> _WORK TO BE COMPLETED_: Pull every line containing "MembershipRecord" from the listing below.
TASK INPUTS Start Marker
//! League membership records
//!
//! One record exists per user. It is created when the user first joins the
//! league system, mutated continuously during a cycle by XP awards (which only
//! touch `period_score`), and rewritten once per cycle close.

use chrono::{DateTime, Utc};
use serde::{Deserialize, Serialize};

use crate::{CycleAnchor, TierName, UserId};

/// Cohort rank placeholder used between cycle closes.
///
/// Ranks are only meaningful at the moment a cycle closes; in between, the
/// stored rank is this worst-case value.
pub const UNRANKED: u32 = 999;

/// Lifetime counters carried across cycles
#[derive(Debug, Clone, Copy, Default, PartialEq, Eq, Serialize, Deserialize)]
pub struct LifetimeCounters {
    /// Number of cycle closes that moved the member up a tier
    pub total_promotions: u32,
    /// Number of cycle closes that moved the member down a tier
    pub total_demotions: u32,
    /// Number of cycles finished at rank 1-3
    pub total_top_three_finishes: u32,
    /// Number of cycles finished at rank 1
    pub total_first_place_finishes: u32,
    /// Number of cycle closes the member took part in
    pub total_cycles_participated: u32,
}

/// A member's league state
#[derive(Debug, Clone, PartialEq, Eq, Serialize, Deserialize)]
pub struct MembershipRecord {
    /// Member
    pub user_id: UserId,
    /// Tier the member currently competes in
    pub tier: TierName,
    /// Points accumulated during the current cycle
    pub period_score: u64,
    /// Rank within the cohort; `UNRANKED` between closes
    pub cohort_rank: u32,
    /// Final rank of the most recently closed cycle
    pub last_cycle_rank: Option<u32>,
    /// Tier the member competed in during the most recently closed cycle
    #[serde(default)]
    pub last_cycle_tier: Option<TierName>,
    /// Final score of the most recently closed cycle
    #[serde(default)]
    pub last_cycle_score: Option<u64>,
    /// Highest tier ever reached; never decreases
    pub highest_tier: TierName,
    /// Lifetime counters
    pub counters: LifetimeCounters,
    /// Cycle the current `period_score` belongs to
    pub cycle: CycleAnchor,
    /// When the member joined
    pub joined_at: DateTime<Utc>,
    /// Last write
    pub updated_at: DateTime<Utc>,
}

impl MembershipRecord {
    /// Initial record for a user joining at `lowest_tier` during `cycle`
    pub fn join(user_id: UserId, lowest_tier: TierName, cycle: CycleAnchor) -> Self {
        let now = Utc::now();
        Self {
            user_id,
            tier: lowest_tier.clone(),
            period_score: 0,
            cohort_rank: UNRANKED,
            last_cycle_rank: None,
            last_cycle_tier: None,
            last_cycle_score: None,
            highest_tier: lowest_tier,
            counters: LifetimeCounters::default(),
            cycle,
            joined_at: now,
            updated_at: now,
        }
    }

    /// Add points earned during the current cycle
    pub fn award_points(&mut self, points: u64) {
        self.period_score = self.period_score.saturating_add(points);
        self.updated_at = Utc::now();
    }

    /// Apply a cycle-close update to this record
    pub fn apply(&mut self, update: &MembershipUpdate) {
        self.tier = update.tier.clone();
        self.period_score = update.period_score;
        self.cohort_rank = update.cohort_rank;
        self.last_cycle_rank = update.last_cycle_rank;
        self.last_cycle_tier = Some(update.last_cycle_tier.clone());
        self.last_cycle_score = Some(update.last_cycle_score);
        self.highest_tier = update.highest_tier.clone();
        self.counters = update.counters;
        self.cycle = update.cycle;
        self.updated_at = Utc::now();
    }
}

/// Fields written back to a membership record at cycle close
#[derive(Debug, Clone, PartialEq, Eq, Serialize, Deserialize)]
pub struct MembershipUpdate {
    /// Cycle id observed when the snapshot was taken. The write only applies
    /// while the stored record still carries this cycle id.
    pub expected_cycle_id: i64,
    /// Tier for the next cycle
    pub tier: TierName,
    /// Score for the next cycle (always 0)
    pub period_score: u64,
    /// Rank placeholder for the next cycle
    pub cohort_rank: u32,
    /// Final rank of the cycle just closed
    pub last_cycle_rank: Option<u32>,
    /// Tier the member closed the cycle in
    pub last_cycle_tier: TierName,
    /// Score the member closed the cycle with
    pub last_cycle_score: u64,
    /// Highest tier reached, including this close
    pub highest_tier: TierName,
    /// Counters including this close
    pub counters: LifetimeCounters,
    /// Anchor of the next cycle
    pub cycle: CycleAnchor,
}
TASK INPUTS End Marker
TASK INPUTS Start Marker
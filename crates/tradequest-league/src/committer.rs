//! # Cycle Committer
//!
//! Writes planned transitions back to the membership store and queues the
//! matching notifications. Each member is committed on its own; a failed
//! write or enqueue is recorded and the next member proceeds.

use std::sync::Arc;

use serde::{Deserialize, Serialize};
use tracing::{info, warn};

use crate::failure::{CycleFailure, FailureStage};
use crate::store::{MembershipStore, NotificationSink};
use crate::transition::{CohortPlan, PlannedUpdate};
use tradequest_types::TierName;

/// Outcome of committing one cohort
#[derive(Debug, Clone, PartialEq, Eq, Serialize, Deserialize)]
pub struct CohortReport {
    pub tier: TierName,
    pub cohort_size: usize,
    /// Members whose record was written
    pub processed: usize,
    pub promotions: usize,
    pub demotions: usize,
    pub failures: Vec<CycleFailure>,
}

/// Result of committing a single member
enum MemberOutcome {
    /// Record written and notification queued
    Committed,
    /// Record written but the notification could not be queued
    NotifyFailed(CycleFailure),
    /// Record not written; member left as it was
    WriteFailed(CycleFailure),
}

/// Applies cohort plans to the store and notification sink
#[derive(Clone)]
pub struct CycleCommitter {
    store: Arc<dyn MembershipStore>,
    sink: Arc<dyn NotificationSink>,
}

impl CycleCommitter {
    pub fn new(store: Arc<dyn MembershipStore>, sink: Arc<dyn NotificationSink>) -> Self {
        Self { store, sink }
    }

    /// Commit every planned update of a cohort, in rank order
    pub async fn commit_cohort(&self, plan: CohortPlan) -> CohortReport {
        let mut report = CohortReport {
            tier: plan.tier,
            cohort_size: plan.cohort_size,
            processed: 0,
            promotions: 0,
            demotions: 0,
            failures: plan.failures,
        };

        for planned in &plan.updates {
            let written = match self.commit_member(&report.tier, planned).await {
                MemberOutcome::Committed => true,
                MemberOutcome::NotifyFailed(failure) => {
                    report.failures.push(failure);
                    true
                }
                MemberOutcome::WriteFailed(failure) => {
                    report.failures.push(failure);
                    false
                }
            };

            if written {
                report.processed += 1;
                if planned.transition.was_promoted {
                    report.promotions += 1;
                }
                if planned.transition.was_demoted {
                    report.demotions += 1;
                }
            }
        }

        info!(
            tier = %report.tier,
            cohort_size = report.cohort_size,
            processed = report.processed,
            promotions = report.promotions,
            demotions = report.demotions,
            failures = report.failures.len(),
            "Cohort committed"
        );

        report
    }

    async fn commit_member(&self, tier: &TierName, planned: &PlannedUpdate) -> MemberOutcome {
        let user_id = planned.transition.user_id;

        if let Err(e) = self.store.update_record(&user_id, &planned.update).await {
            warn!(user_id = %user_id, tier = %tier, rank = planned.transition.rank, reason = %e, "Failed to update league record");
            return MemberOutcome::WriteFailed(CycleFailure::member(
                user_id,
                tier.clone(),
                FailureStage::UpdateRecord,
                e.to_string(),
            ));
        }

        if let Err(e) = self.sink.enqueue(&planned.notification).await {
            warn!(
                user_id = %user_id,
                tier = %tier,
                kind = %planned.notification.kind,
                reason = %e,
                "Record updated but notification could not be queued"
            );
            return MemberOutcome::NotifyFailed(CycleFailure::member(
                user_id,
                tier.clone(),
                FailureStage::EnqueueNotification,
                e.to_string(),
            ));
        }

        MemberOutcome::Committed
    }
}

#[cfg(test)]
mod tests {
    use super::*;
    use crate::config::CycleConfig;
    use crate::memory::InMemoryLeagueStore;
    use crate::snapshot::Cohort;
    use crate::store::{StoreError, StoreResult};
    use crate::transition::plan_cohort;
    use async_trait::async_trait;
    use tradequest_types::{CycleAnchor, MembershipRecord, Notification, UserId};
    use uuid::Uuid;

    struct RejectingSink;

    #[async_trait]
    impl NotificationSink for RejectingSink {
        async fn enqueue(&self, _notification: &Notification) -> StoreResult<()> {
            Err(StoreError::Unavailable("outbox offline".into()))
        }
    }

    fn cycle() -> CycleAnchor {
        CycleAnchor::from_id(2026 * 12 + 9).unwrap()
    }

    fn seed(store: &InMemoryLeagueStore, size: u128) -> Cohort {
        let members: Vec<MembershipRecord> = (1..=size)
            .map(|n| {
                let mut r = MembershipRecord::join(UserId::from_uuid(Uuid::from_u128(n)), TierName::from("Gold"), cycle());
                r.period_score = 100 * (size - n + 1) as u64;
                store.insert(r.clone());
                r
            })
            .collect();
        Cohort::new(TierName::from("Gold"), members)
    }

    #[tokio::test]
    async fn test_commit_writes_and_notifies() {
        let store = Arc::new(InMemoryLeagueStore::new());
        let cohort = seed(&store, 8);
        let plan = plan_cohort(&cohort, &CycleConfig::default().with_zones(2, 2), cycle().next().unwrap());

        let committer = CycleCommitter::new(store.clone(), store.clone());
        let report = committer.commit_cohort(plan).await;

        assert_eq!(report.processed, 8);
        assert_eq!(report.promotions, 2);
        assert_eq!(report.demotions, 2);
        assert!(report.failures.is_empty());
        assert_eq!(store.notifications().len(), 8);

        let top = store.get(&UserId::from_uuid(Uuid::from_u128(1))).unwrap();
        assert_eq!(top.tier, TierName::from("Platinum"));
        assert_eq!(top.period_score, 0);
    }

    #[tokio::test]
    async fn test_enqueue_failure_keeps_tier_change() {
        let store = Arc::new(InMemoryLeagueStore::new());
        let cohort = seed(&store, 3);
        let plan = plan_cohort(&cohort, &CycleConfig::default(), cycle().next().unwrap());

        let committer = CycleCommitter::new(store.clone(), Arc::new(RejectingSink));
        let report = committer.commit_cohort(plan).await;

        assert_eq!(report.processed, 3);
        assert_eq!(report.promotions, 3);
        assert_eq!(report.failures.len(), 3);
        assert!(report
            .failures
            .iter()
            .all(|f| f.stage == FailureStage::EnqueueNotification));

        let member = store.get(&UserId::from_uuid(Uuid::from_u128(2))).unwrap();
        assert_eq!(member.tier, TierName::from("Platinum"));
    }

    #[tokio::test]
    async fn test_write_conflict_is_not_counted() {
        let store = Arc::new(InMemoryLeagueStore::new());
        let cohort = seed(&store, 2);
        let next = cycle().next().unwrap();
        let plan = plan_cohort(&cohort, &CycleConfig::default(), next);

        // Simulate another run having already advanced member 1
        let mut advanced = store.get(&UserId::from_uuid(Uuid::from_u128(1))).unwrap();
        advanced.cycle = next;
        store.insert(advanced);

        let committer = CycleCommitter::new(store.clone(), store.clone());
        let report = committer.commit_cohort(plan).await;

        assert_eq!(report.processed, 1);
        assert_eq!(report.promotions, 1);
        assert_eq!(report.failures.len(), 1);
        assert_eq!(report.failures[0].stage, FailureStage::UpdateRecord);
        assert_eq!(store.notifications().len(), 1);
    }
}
TASK INPUTS End Marker
> _ANSWER BELOW_:
pub struct MembershipRecord {
impl MembershipRecord {
    use tradequest_types::{CycleAnchor, MembershipRecord, Notification, UserId};
        let members: Vec<MembershipRecord> = (1..=size)
                let mut r = MembershipRecord::join(UserId::from_uuid(Uuid::from_u128(n)), TierName::from("Gold"), cycle());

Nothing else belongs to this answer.